▶ **PROBLEM**
The result should be every line that contains the word "single", taken from the material.
== Segment start ==
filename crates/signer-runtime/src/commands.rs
//! # Commands
//!
//! Each subcommand maps onto one bridge entry point and yields a JSON report.

use anyhow::{Context, Result};
use clap::{Subcommand, ValueEnum};
use sb_01_link_codec::ResultExtras;
use sb_04_deferred_reply::OpenOutcome;
use sb_05_correlator::{Dispatch, InboundLink, ResolveOutcome, SignerBridgeApi};
use serde_json::{json, Value};
use shared_bus::Subscription;
use shared_types::{DelegatedRequest, DelegatedResponse, Transport};
use tracing::info;

use crate::runtime::RuntimeBridge;

#[derive(Subcommand, Debug, Clone)]
pub enum Command {
    /// Ask the signer to perform an operation
    Request {
        #[command(subcommand)]
        operation: Operation,

        /// Transport used to reach the signer
        #[arg(short, long, value_enum, default_value_t = TransportArg::Deferred)]
        transport: TransportArg,
    },

    /// Route an inbound reply address
    HandleLink {
        address: String,

        /// Keep the address for a later `resume` instead of routing it now
        #[arg(long)]
        stash: bool,
    },

    /// Route a result-code reply
    HandleResult {
        /// Extras returned with the result, as key=value
        #[arg(short, long = "extra", value_parser = parse_extra)]
        extras: Vec<(String, String)>,

        /// The signer returned a failure code
        #[arg(long)]
        cancelled: bool,
    },

    /// Route a previously stashed inbound address
    Resume,

    /// Show the outstanding deferred request
    Status,

    /// Drop the outstanding deferred request
    Abandon,

    /// Open the signer app, or its store listing when it is missing
    Launch,

    /// Open the signer's store listing
    Store,
}

#[derive(Subcommand, Debug, Clone)]
pub enum Operation {
    /// Request the user's public key
    GetPublicKey {
        /// Permission list (JSON) to request along with the key
        #[arg(long)]
        permissions: Option<String>,
    },

    /// Sign an unsigned event
    SignEvent {
        /// Event JSON
        event: String,
    },

    /// NIP-44 encrypt plaintext for a peer
    Encrypt { plaintext: String, pubkey: String },

    /// NIP-44 decrypt ciphertext from a peer
    Decrypt { ciphertext: String, pubkey: String },
}

#[derive(ValueEnum, Debug, Clone, Copy, PartialEq, Eq)]
pub enum TransportArg {
    Direct,
    Deferred,
}

impl From<TransportArg> for Transport {
    fn from(arg: TransportArg) -> Self {
        match arg {
            TransportArg::Direct => Transport::Direct,
            TransportArg::Deferred => Transport::Deferred,
        }
    }
}

fn parse_extra(raw: &str) -> Result<(String, String), String> {
    raw.split_once('=')
        .map(|(k, v)| (k.to_string(), v.to_string()))
        .ok_or_else(|| format!("expected key=value, got `{raw}`"))
}

/// Run `command` against `bridge`.
pub async fn execute(bridge: &RuntimeBridge, command: Command) -> Result<Value> {
    match command {
        Command::Request {
            operation,
            transport,
        } => request(bridge, operation, transport.into()).await,
        Command::HandleLink { address, stash } => {
            if stash {
                let stashed = bridge
                    .stash_inbound(&address)
                    .context("Failed to stash inbound address")?;
                let status = if stashed { "stashed" } else { "ignored" };
                return Ok(json!({ "status": status }));
            }
            let mut link = InboundLink::new(address);
            Ok(route(bridge, |b| b.handle_link(&mut link)))
        }
        Command::HandleResult { extras, cancelled } => {
            let extras = if cancelled {
                ResultExtras::cancelled()
            } else {
                ResultExtras::ok(extras)
            };
            Ok(route(bridge, |b| b.handle_result(&extras)))
        }
        Command::Resume => {
            let subscription = attach(bridge);
            match bridge.resume().context("Failed to resume stashed address")? {
                Some(outcome) => Ok(report(bridge, subscription, outcome)),
                None => {
                    bridge.unsubscribe();
                    Ok(json!({ "status": "nothing_stashed" }))
                }
            }
        }
        Command::Status => {
            let store = bridge
                .correlator()
                .with_store(|store| store.path().display().to_string());
            let mut report = match bridge.pending() {
                Some(pending) => json!({ "status": "awaiting", "pending": pending }),
                None => json!({ "status": "idle" }),
            };
            report["store"] = json!(store);
            Ok(report)
        }
        Command::Abandon => {
            let dropped = bridge.abandon().context("Failed to abandon pending request")?;
            let status = if dropped { "abandoned" } else { "idle" };
            Ok(json!({ "status": status }))
        }
        Command::Launch => {
            let status = match bridge.launch_signer().context("Failed to open signer")? {
                OpenOutcome::Opened => "opened",
                OpenOutcome::SentToStore => "sent_to_store",
            };
            Ok(json!({ "status": status }))
        }
        Command::Store => {
            bridge
                .open_signer_in_store()
                .context("Failed to open store listing")?;
            Ok(json!({ "status": "sent_to_store" }))
        }
    }
}

async fn request(bridge: &RuntimeBridge, operation: Operation, transport: Transport) -> Result<Value> {
    let dispatch = match operation {
        Operation::GetPublicKey {
            permissions: Some(permissions),
        } => {
            bridge
                .dispatch(DelegatedRequest::get_public_key(transport).with_permissions(permissions))
                .await
        }
        Operation::GetPublicKey { permissions: None } => bridge.request_public_key(transport).await,
        Operation::SignEvent { event } => bridge.sign_event(&event, transport).await,
        Operation::Encrypt { plaintext, pubkey } => bridge.encrypt(&plaintext, &pubkey, transport).await,
        Operation::Decrypt { ciphertext, pubkey } => {
            bridge.decrypt(&ciphertext, &pubkey, transport).await
        }
    }
    .context("Request was not issued")?;

    Ok(match dispatch {
        Dispatch::Completed(response) => response_report("completed", &response),
        Dispatch::Awaiting(_handle) => {
            info!("Waiting for the signer to reply through an inbound link");
            json!({ "status": "awaiting", "pending": bridge.pending() })
        }
    })
}

/// Attach a subscriber, route through `resolve`, and report what arrived.
fn route(bridge: &RuntimeBridge, resolve: impl FnOnce(&RuntimeBridge) -> ResolveOutcome) -> Value {
    let subscription = attach(bridge);
    let outcome = resolve(bridge);
    report(bridge, subscription, outcome)
}

fn attach(bridge: &RuntimeBridge) -> Subscription {
    let mut subscription = bridge.subscribe();
    if let Some(stale) = subscription.try_recv() {
        info!(response = %stale, "Delivered a reply buffered by an earlier run");
    }
    subscription
}

fn report(bridge: &RuntimeBridge, mut subscription: Subscription, outcome: ResolveOutcome) -> Value {
    let delivered = subscription.try_recv();
    bridge.unsubscribe();

    match outcome {
        ResolveOutcome::Delivered { path, response } => {
            let mut report = response_report("delivered", delivered.as_ref().unwrap_or(&response));
            report["path"] = json!(format!("{path:?}").to_lowercase());
            report
        }
        ResolveOutcome::DuplicateSuppressed => json!({ "status": "duplicate" }),
        ResolveOutcome::Ignored => json!({ "status": "ignored" }),
    }
}

fn response_report(status: &str, response: &DelegatedResponse) -> Value {
    let mut report = json!({ "status": status, "response": response });
    if let Err(e) = response.clone().into_result() {
        report["error"] = json!(e.to_string());
    }
    report
}
//! # Direct Query Channel (sb-03)
//!
//! Synchronous transport: one structured query to the signer's endpoint for the
//! operation kind, one row back.
//!
//! ```text
//! content://<target>.<KIND>   projection [payload, pubkey-or-empty, caller]
//! ```
//!
//! | Row | Outcome |
//! |-----|---------|
//! | `rejected` column present | `Rejected` |
//! | endpoint error / no row | `Failed("no response")` |
//! | payload column present | `Success(payload)` |
//! | otherwise | `Failed("no valid response")` |
//!
//! `DirectQueryApi::query` blocks; use `DirectQueryChannel::query_async` from
//! async code.

#![cfg_attr(test, allow(clippy::unwrap_used))]

pub mod adapters;
pub mod domain;
pub mod ports;
pub mod service;

pub use adapters::{CommandQueryEndpoint, InMemoryQueryEndpoint};
pub use domain::errors::EndpointError;
pub use domain::projection::Projection;
pub use domain::row::{classify_outcome, QueryRow, LOGIN_PAYLOAD};
pub use ports::inbound::DirectQueryApi;
pub use ports::outbound::QueryEndpoint;
pub use service::DirectQueryChannel;
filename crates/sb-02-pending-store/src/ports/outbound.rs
//! # Outbound Ports
//!
//! Storage abstraction the pending store is written against.

use crate::domain::errors::KVStoreError;

/// Abstract key-value store.
///
/// A successful `put`, `delete` or `atomic_batch_write` must be durable when it
/// returns: callers launch external work right after writing.
pub trait KeyValueStore: Send + Sync {
    /// Get a value by key.
    fn get(&self, key: &[u8]) -> Result<Option<Vec<u8>>, KVStoreError>;

    /// Put a single key-value pair.
    fn put(&mut self, key: &[u8], value: &[u8]) -> Result<(), KVStoreError>;

    /// Delete a key. Deleting a missing key is not an error.
    fn delete(&mut self, key: &[u8]) -> Result<(), KVStoreError>;

    /// Apply all operations or none.
    fn atomic_batch_write(&mut self, operations: Vec<BatchOperation>) -> Result<(), KVStoreError>;

    /// Check if a key exists.
    fn exists(&self, key: &[u8]) -> Result<bool, KVStoreError>;
}

/// Batch operation for atomic writes.
#[derive(Debug, Clone, PartialEq, Eq)]
pub enum BatchOperation {
    /// Put a key-value pair.
    Put { key: Vec<u8>, value: Vec<u8> },
    /// Delete a key.
    Delete { key: Vec<u8> },
}

impl BatchOperation {
    /// Create a Put operation.
    pub fn put(key: impl Into<Vec<u8>>, value: impl Into<Vec<u8>>) -> Self {
        BatchOperation::Put {
            key: key.into(),
            value: value.into(),
        }
    }

    /// Create a Delete operation.
    pub fn delete(key: impl Into<Vec<u8>>) -> Self {
        BatchOperation::Delete { key: key.into() }
    }
}

impl<S: KeyValueStore + ?Sized> KeyValueStore for Box<S> {
    fn get(&self, key: &[u8]) -> Result<Option<Vec<u8>>, KVStoreError> {
        (**self).get(key)
    }

    fn put(&mut self, key: &[u8], value: &[u8]) -> Result<(), KVStoreError> {
        (**self).put(key, value)
    }

    fn delete(&mut self, key: &[u8]) -> Result<(), KVStoreError> {
        (**self).delete(key)
    }

    fn atomic_batch_write(&mut self, operations: Vec<BatchOperation>) -> Result<(), KVStoreError> {
        (**self).atomic_batch_write(operations)
    }

    fn exists(&self, key: &[u8]) -> Result<bool, KVStoreError> {
        (**self).exists(key)
    }
}
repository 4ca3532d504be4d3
use crate::domain::errors::EndpointError;
use crate::domain::projection::Projection;
use crate::domain::row::QueryRow;

/// A signer's structured query endpoint.
pub trait QueryEndpoint: Send + Sync {
    /// Query `endpoint` with `projection`. `Ok(None)` means no row came back.
    fn query(&self, endpoint: &str, projection: &Projection) -> Result<Option<QueryRow>, EndpointError>;
}

impl<E: QueryEndpoint + ?Sized> QueryEndpoint for std::sync::Arc<E> {
    fn query(&self, endpoint: &str, projection: &Projection) -> Result<Option<QueryRow>, EndpointError> {
        (**self).query(endpoint, projection)
    }
}
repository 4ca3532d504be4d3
pub mod inbound;
pub mod outbound;
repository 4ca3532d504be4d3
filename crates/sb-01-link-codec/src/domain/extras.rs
//! # Result-Extras Replies
//!
//! Besides inbound links, a signer launched for a result can answer directly
//! with a result code and a bag of string extras. Unlike links, the payload
//! field is chosen per operation kind: a signed event is preferred for
//! `SignEvent`, the generic result for everything else.

use std::collections::BTreeMap;

use shared_types::{DelegatedResponse, OperationKind};

use super::reply::params;

/// A result-code + extras answer from the signer.
#[derive(Debug, Clone, Default, PartialEq, Eq)]
pub struct ResultExtras {
    /// Whether the signer finished with a success result code.
    pub ok: bool,
    /// String extras returned with the result.
    pub fields: BTreeMap<String, String>,
}

impl ResultExtras {
    /// A successful result carrying `fields`.
    #[must_use]
    pub fn ok<K, V>(fields: impl IntoIterator<Item = (K, V)>) -> Self
    where
        K: Into<String>,
        V: Into<String>,
    {
        Self {
            ok: true,
            fields: fields
                .into_iter()
                .map(|(k, v)| (k.into(), v.into()))
                .collect(),
        }
    }

    /// The signer was dismissed or returned a failure code.
    #[must_use]
    pub fn cancelled() -> Self {
        Self::default()
    }

    fn field(&self, name: &str) -> Option<&str> {
        self.fields.get(name).map(String::as_str)
    }

    /// Classify for a request of `kind`.
    ///
    /// `rejected > error > payload > none`; a failure code is `Cancelled`.
    #[must_use]
    pub fn classify(&self, kind: OperationKind) -> DelegatedResponse {
        if !self.ok {
            return DelegatedResponse::Cancelled;
        }
        if self.field(params::REJECTED).is_some() {
            return DelegatedResponse::Rejected;
        }
        if let Some(error) = self.field(params::ERROR) {
            return DelegatedResponse::Failed(error.to_string());
        }

        let result = self
            .field(params::RESULT)
            .or_else(|| self.field(params::SIGNATURE));
        let payload = match kind {
            OperationKind::SignEvent => self.field(params::EVENT).or(result),
            _ => result,
        };

        match payload {
            Some(payload) => DelegatedResponse::Success(payload.to_string()),
            None => DelegatedResponse::Failed(DelegatedResponse::NO_VALID_RESPONSE.to_string()),
        }
    }
}
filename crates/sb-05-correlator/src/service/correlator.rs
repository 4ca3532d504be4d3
//! # Correlator
//!
//! Sole owner of the outstanding deferred request. The durable record, the
//! completion slot, the broadcast and the processed-link cache sit behind one
//! mutex, so `begin`, `resolve`, `attach`, `detach` and `abandon` are atomic
//! with respect to each other.
//!
//! ## Delivery
//!
//! A decoded reply goes to the live completion handle if there is one, else
//! to the broadcast subscriber, else into the broadcast buffer. A reply is
//! never dropped because the correlator does not know about the request: after
//! a restart (or with no record at all) it still reaches the broadcast.
//!
//! Only addresses carrying the reply scheme are replies. Any other link is
//! ignored without touching the outstanding request.
//!
//! ## Stale records
//!
//! If the durable record cannot be cleared once its request is over, the
//! in-memory state keeps describing that record (as a restart would see it)
//! and it is flagged stale. The next `resolve`, `resolve_result` or `abandon`
//! retries the clear; `begin` overwrites it.

use parking_lot::Mutex;
use sb_01_link_codec::{decode, ResultExtras, SplitAddress};
use sb_02_pending_store::{KeyValueStore, PendingRequestStore};
use sb_04_deferred_reply::{DeferredReplyChannel, SignerLauncher};
use shared_bus::{completion_pair, CompletionHandle, DeliveryHub, ProcessedLinkCache, Subscription};
use shared_types::{
    BridgeError, CallerIdentity, DelegatedRequest, DelegatedResponse, PendingRecord,
};
use tracing::{debug, info, warn};

use crate::domain::link::InboundLink;
use crate::domain::outcome::{PendingStatus, ResolveOutcome};
use crate::domain::state::CorrelatorState;

struct Inner<S> {
    state: CorrelatorState,
    store: PendingRequestStore<S>,
    hub: DeliveryHub,
    processed: ProcessedLinkCache,
    /// The durable record belongs to a request that is already over.
    stale: bool,
}

impl<S: KeyValueStore> Inner<S> {
    /// Clear the record and route `response` to one consumer.
    fn finish(&mut self, response: DelegatedResponse) -> ResolveOutcome {
        let kind = self.state.kind();
        self.retire_record();

        let path = self.hub.deliver(response.clone());
        info!(kind = ?kind, ?path, response = %response, "Reply routed");
        ResolveOutcome::Delivered { path, response }
    }

    /// Clear the durable record of a finished request. On failure the state
    /// keeps mirroring the record left on disk and is marked stale.
    fn retire_record(&mut self) {
        match self.store.clear() {
            Ok(()) => {
                self.state = CorrelatorState::Idle;
                self.stale = false;
            }
            Err(e) => {
                warn!(error = %e, "Failed to clear pending record; will retry");
                if let Some(record) = self.state.record().cloned() {
                    self.state = CorrelatorState::awaiting(record, false);
                    self.stale = true;
                }
            }
        }
    }

    /// Retry a clear that failed earlier.
    fn settle_stale(&mut self) {
        if self.stale {
            self.retire_record();
        }
    }

    fn cancel_waiter(&mut self) {
        if let Some(mut previous) = self.hub.take_waiter() {
            debug!(kind = %previous.kind(), "Cancelling previous completion handle");
            previous.fulfill(DelegatedResponse::Cancelled);
        }
    }
}

/// Routes replies for the single outstanding deferred request.
pub struct Correlator<S, L> {
    inner: Mutex<Inner<S>>,
    channel: DeferredReplyChannel<L>,
    reply_scheme: String,
}

impl<S: KeyValueStore, L: SignerLauncher> Correlator<S, L> {
    /// Build a correlator, recovering any record left by a previous process.
    ///
    /// A recovered request has no completion handle; its reply is routed to
    /// the broadcast. An unreadable record is discarded.
    pub fn new(store: S, channel: DeferredReplyChannel<L>, reply_scheme: impl Into<String>) -> Self {
        let mut store = PendingRequestStore::new(store);
        let state = match store.load() {
            Ok(Some(record)) => {
                info!(
                    kind = %record.kind,
                    created_at = record.created_at,
                    "Recovered pending request from a previous process"
                );
                CorrelatorState::awaiting(record, false)
            }
            Ok(None) => CorrelatorState::Idle,
            Err(e) => {
                warn!(error = %e, "Discarding unreadable pending record");
                if let Err(e) = store.clear() {
                    warn!(error = %e, "Failed to clear unreadable pending record");
                }
                CorrelatorState::Idle
            }
        };

        Self {
            inner: Mutex::new(Inner {
                state,
                store,
                hub: DeliveryHub::new(),
                processed: ProcessedLinkCache::new(),
                stale: false,
            }),
            channel,
            reply_scheme: reply_scheme.into(),
        }
    }

    #[must_use]
    pub fn reply_scheme(&self) -> &str {
        &self.reply_scheme
    }

    #[must_use]
    pub fn channel(&self) -> &DeferredReplyChannel<L> {
        &self.channel
    }

    /// Run `f` against the underlying key-value store.
    pub fn with_store<R>(&self, f: impl FnOnce(&S) -> R) -> R {
        f(self.inner.lock().store.inner())
    }

    /// Whether `address` carries the reply scheme.
    fn is_reply(&self, address: &str) -> bool {
        SplitAddress::parse(address).is_ok_and(|split| split.has_scheme(&self.reply_scheme))
    }

    /// Issue a deferred request.
    ///
    /// The pending record is durable before the signer is launched. An
    /// outstanding request is superseded and its handle observes `Cancelled`.
    ///
    /// # Errors
    ///
    /// - `BridgeError::Storage` if the record could not be written; nothing
    ///   changed.
    /// - `BridgeError::Unreachable` if the launch failed; the record is
    ///   cleared, or left stale if clearing fails too.
    pub fn begin(
        &self,
        request: &DelegatedRequest,
        identity: &CallerIdentity,
    ) -> Result<CompletionHandle, BridgeError> {
        let kind = request.kind();
        let outbound = self.channel.prepare(request, identity);
        let record = PendingRecord::new(kind, outbound.address.clone());

        let mut inner = self.inner.lock();
        inner.store.save(&record)?;
        inner.stale = false;

        if let Some(previous) = inner.state.kind() {
            info!(previous = %previous, next = %kind, "Superseding outstanding request");
        }
        inner.cancel_waiter();
        inner.processed.clear();

        if let Err(e) = self.channel.launch(&outbound) {
            inner.state = CorrelatorState::awaiting(record, false);
            inner.retire_record();
            return Err(e);
        }

        let (slot, handle) = completion_pair(kind);
        inner.hub.set_waiter(slot);
        inner.state = CorrelatorState::awaiting(record, true);
        debug!(%kind, "Deferred request issued");
        Ok(handle)
    }

    /// Route an inbound reply link.
    ///
    /// A link without the reply scheme is `Ignored` and changes nothing.
    /// Parse failures are delivered as `Failed`. A link already marked, or an
    /// address already routed since the last `begin`, is suppressed.
    pub fn resolve(&self, link: &mut InboundLink) -> ResolveOutcome {
        if link.is_processed() {
            debug!("Inbound link already processed");
            return ResolveOutcome::DuplicateSuppressed;
        }
        if !self.is_reply(link.address()) {
            debug!(expected = %self.reply_scheme, "Inbound link is not a signer reply; ignored");
            return ResolveOutcome::Ignored;
        }

        let mut inner = self.inner.lock();
        if inner.processed.check_and_mark(link.address()).is_err() {
            link.mark_processed();
            warn!("Duplicate inbound link suppressed");
            return ResolveOutcome::DuplicateSuppressed;
        }

        if inner.state.is_idle() {
            debug!("Reply arrived with no pending request; routing to broadcast");
        }
        let response = decode(link.address(), &self.reply_scheme);
        let outcome = inner.finish(response);
        link.mark_processed();
        outcome
    }

    /// Convenience for a freshly received address.
    pub fn resolve_address(&self, address: &str) -> ResolveOutcome {
        self.resolve(&mut InboundLink::new(address))
    }

    /// Route a result-code reply for the outstanding request.
    ///
    /// Ignored when nothing is pending: the extras cannot be interpreted
    /// without knowing the request kind.
    pub fn resolve_result(&self, extras: &ResultExtras) -> ResolveOutcome {
        let mut inner = self.inner.lock();
        inner.settle_stale();
        if inner.stale {
            debug!("Result reply for a finished request ignored");
            return ResolveOutcome::Ignored;
        }
        let Some(kind) = inner.state.kind() else {
            debug!("Result reply with no pending request ignored");
            return ResolveOutcome::Ignored;
        };
        let response = extras.classify(kind);
        inner.finish(response)
    }

    /// Attach the broadcast subscriber; a buffered response is flushed to it.
    pub fn attach(&self) -> Subscription {
        self.inner.lock().hub.attach()
    }

    /// Detach the broadcast subscriber. The buffer is untouched.
    pub fn detach(&self) {
        self.inner.lock().hub.detach();
    }

    /// Drop the outstanding request: the record and any stashed link are
    /// cleared together and a waiting handle observes `Cancelled`. Returns
    /// whether a live request was pending.
    ///
    /// # Errors
    ///
    /// `BridgeError::Storage` if the store could not be cleared; nothing
    /// changed.
    pub fn abandon(&self) -> Result<bool, BridgeError> {
        let mut inner = self.inner.lock();
        inner.store.reset()?;
        inner.cancel_waiter();
        let was_pending = !inner.state.is_idle() && !inner.stale;
        inner.state = CorrelatorState::Idle;
        inner.stale = false;
        if was_pending {
            info!("Outstanding request abandoned");
        }
        Ok(was_pending)
    }

    /// Snapshot of the outstanding request.
    #[must_use]
    pub fn pending(&self) -> Option<PendingStatus> {
        let inner = self.inner.lock();
        let record = inner.state.record()?;
        Some(PendingStatus {
            kind: record.kind,
            raw_address: record.raw_address.clone(),
            created_at: record.created_at,
            handle_attached: inner.state.handle_attached() && inner.hub.has_waiter(),
            response_buffered: inner.hub.buffered().is_some(),
            stale: inner.stale,
        })
    }

    #[must_use]
    pub fn state(&self) -> CorrelatorState {
        self.inner.lock().state.clone()
    }

    /// Response waiting for the next subscriber, if any.
    #[must_use]
    pub fn buffered(&self) -> Option<DelegatedResponse> {
        self.inner.lock().hub.buffered().cloned()
    }

    /// Keep an inbound reply address until `resume` is called. Returns
    /// `false`, stashing nothing, for a link without the reply scheme.
    ///
    /// # Errors
    ///
    /// `BridgeError::Storage` if the stash could not be written.
    pub fn stash_inbound(&self, address: &str) -> Result<bool, BridgeError> {
        if !self.is_reply(address) {
            debug!(expected = %self.reply_scheme, "Not stashing a link that is not a signer reply");
            return Ok(false);
        }
        self.inner.lock().store.stash_inbound(address)?;
        debug!("Inbound link stashed");
        Ok(true)
    }

    /// Resolve the stashed inbound address, if any. The stash is cleared
    /// before resolution, so a failing reply is not retried.
    ///
    /// # Errors
    ///
    /// `BridgeError::Storage` if the stash could not be read or cleared.
    pub fn resume(&self) -> Result<Option<ResolveOutcome>, BridgeError> {
        let stashed = self.inner.lock().store.take_inbound()?;
        Ok(stashed.map(|address| {
            debug!("Resuming stashed inbound link");
            self.resolve_address(&address)
        }))
    }
}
== Segment end ==
▶ **YOUR SOLUTION**
    /// Put a single key-value pair.
/// Routes replies for the single outstanding deferred request.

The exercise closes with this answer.